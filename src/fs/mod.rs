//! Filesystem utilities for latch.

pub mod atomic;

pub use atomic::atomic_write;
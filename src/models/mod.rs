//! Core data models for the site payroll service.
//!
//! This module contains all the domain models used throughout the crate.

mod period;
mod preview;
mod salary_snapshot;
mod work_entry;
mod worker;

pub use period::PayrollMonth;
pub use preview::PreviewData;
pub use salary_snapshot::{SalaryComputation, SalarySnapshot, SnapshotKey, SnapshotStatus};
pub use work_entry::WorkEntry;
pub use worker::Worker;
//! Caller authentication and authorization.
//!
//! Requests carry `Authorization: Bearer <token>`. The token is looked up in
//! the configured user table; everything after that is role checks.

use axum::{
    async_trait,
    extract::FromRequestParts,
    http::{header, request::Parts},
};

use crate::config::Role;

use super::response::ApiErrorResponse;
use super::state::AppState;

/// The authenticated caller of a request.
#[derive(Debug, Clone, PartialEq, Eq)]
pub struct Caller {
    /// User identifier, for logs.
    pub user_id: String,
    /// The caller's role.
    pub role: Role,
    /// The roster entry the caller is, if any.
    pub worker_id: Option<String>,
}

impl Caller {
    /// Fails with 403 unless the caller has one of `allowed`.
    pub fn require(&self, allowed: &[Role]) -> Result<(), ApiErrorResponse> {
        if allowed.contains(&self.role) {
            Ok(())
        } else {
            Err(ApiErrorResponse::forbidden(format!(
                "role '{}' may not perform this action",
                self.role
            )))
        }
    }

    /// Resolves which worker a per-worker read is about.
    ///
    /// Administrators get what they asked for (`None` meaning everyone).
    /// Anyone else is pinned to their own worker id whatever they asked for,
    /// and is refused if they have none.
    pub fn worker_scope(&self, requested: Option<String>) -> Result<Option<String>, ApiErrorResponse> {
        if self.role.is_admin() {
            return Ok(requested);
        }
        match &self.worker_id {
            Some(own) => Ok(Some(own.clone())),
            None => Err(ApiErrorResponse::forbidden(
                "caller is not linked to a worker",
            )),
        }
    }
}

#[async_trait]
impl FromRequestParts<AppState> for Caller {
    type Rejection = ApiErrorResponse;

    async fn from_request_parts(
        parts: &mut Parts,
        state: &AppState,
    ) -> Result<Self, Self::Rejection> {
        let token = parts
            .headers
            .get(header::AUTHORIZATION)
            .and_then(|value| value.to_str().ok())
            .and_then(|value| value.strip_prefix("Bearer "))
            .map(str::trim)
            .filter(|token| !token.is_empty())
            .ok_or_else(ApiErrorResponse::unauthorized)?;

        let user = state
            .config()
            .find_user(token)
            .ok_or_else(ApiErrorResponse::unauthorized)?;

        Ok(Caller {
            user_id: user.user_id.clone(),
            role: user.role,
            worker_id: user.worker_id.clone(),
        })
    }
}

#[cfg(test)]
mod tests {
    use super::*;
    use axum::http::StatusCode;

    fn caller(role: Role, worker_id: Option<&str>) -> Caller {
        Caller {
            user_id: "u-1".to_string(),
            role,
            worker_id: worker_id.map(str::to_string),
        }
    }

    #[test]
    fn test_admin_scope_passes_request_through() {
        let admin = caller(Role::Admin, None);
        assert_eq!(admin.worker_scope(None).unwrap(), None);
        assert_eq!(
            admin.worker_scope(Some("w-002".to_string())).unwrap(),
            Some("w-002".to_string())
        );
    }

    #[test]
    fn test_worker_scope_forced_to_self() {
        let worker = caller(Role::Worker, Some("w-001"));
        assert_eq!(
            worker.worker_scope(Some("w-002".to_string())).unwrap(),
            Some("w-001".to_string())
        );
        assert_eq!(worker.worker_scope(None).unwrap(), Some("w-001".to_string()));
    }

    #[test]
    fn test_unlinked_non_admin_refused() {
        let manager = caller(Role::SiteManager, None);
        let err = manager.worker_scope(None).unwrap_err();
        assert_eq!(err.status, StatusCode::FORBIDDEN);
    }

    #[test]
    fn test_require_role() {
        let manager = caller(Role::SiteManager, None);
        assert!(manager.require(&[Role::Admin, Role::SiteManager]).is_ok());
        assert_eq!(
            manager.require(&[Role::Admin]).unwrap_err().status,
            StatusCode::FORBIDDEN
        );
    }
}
◆ ◆ ◆ ◆
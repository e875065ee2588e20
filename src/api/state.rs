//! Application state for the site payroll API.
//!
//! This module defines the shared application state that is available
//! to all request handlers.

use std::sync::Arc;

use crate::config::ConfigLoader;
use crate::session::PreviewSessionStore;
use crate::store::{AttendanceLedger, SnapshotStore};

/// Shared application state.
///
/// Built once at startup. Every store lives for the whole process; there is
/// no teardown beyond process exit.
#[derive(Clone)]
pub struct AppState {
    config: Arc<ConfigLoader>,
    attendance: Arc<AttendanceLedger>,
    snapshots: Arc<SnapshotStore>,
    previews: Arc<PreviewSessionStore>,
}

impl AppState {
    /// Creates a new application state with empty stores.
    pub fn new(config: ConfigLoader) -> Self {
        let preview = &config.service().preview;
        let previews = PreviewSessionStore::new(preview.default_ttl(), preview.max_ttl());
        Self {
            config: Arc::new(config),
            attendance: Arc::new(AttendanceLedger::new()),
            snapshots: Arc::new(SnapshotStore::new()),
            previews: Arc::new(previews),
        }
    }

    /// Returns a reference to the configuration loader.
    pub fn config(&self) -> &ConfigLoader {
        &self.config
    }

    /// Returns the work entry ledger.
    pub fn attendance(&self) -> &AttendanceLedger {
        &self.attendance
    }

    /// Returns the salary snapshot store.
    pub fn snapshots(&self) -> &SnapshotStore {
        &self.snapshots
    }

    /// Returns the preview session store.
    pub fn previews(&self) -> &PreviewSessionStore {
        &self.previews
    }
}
◆ ◆ ◆ ◆
Starting at the line that contains "is role checks." and stopping after the line that contains "type Rejection = ApiErrorResponse;", write out every line exactly as it appears above, and no other line.

//! the configured user table; everything after that is role checks.

use axum::{
    async_trait,
    extract::FromRequestParts,
    http::{header, request::Parts},
};

use crate::config::Role;

use super::response::ApiErrorResponse;
use super::state::AppState;

/// The authenticated caller of a request.
#[derive(Debug, Clone, PartialEq, Eq)]
pub struct Caller {
    /// User identifier, for logs.
    pub user_id: String,
    /// The caller's role.
    pub role: Role,
    /// The roster entry the caller is, if any.
    pub worker_id: Option<String>,
}

impl Caller {
    /// Fails with 403 unless the caller has one of `allowed`.
    pub fn require(&self, allowed: &[Role]) -> Result<(), ApiErrorResponse> {
        if allowed.contains(&self.role) {
            Ok(())
        } else {
            Err(ApiErrorResponse::forbidden(format!(
                "role '{}' may not perform this action",
                self.role
            )))
        }
    }

    /// Resolves which worker a per-worker read is about.
    ///
    /// Administrators get what they asked for (`None` meaning everyone).
    /// Anyone else is pinned to their own worker id whatever they asked for,
    /// and is refused if they have none.
    pub fn worker_scope(&self, requested: Option<String>) -> Result<Option<String>, ApiErrorResponse> {
        if self.role.is_admin() {
            return Ok(requested);
        }
        match &self.worker_id {
            Some(own) => Ok(Some(own.clone())),
            None => Err(ApiErrorResponse::forbidden(
                "caller is not linked to a worker",
            )),
        }
    }
}

#[async_trait]
impl FromRequestParts<AppState> for Caller {
    type Rejection = ApiErrorResponse;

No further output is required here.